WASHINGTON (Reuters) – The United States is suspending at least $13 million of its roughly
$140 million in annual aid to Mali following last month’s coup in the West African nation, the State Department said on
Wednesday.
The suspension affects U.S. assistance
for Mali’s ministry of health, public school construction and the government’s efforts to boost agricultural
production.
The United States, which sees Mali as an important partner in regional efforts to combat Islamic
extremism, has warned that Mali’s political crisis was putting the territorial integrity of the country at risk.
U.S.
law bars aid “to the government of any country whose duly elected head of government is deposed by military coup or
decree.”
The United States announced the suspension of some aid to Mali a day after calling again on coup leaders to
immediately return power to civilian authorities.

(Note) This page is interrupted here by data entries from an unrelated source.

//! Clustering: seeded k-means and the exploratory refinement driver.
//!
//! # Examples
//!
//! ## Seeded K-Means
//! ```rust
//! use epiclust::{KMeans, Matrix};
//! use ndarray::array;
//!
//! let x = array![
//!     [1.0, 1.0],
//!     [1.5, 2.0],
//!     [10.0, 10.5],
//!     [11.0, 10.0]
//! ];
//!
//! let fit = KMeans::new(2).seed(42).fit(&x).unwrap();
//!
//! // Cluster ids are dense in [1, k].
//! assert!(fit.labels.iter().all(|&c| c == 1 || c == 2));
//!
//! // Identical (matrix, k, seed) reproduces the identical fit.
//! let again = KMeans::new(2).seed(42).fit(&x).unwrap();
//! assert_eq!(fit.labels, again.labels);
//! println!("total WCSS: {:.4}", fit.total_wcss);
//! ```
//!
//! ## Refining one cluster
//! ```rust
//! use epiclust::{Dataset, KMeans, refine_cluster};
//! use ndarray::array;
//!
//! let data = Dataset::new(
//!     vec!["a".into(), "b".into(), "c".into(), "d".into()],
//!     vec!["X1990".into(), "X1991".into()],
//!     array![[0.0, 0.0], [1.0, 1.0], [10.0, 10.0], [11.0, 11.0]],
//! ).unwrap();
//!
//! let fit = KMeans::new(2).seed(7).fit(&data.values).unwrap();
//! let chosen = fit.labels[0];
//! let sub = refine_cluster(&data, &fit, chosen, &KMeans::new(2).seed(8)).unwrap();
//! println!("sub-cluster sizes: {:?}", sub.fit.sizes);
//! ```

mod kmeans;
mod refine;

pub use kmeans::{KMeans, KMeansFit};
pub use refine::{Refinement, refine_cluster};
use crate::error::{Error, Result};
use crate::{Matrix, Vector};
use ndarray::ArrayView1;

/// Euclidean distance between two observation vectors.
pub fn euclidean_distance(a: &ArrayView1<f64>, b: &ArrayView1<f64>) -> f64 {
    a.iter()
        .zip(b.iter())
        .map(|(x, y)| (x - y) * (x - y))
        .sum::<f64>()
        .sqrt()
}

/// Per-cluster within-cluster sum of squares.
///
/// `labels` holds cluster ids in [1, k] where k is the centroid row count.
pub fn within_cluster_ss(x: &Matrix, labels: &[usize], centroids: &Matrix) -> Result<Vector> {
    if labels.len() != x.nrows() {
        return Err(Error::InputShape(format!(
            "{} labels for {} rows",
            labels.len(),
            x.nrows()
        )));
    }
    if centroids.ncols() != x.ncols() {
        return Err(Error::InputShape(format!(
            "centroid width ({}) doesn't match data width ({})",
            centroids.ncols(),
            x.ncols()
        )));
    }

    let k = centroids.nrows();
    let mut wcss = Vector::zeros(k);
    for (i, &label) in labels.iter().enumerate() {
        if label < 1 || label > k {
            return Err(Error::Parameter(format!(
                "cluster id {} outside [1, {}]",
                label, k
            )));
        }
        let d = euclidean_distance(&x.row(i), &centroids.row(label - 1));
        wcss[label - 1] += d * d;
    }

    Ok(wcss)
}

/// Total within-cluster sum of squares across all clusters.
pub fn total_wcss(x: &Matrix, labels: &[usize], centroids: &Matrix) -> Result<f64> {
    Ok(within_cluster_ss(x, labels, centroids)?.sum())
}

“The rest of the assistance will continue but anything that was
directly going into the government programs and ministries has to be suspended,” State Department spokesman Mark Toner told
reporters.
Once one of the most stable democracies in West Africa, Mali has been in turmoil since the widely condemned
March 22 coup that emboldened Tuareg rebels to seize half the country in their quest for a northern homeland.
They
have been joined by Islamists bent on imposing sharia, Islamic law, across the whole of the moderate Muslim state, making it
the latest security concern in a region battling al Qaeda agents and home-grown militant groups such as Nigeria’s Boko
Haram.
Mali’s military rulers on Wednesday postponed a national convention to end a crisis sparked by the coup, which
has led to international isolation and allowed the rebels to seize control of the northern half of the country.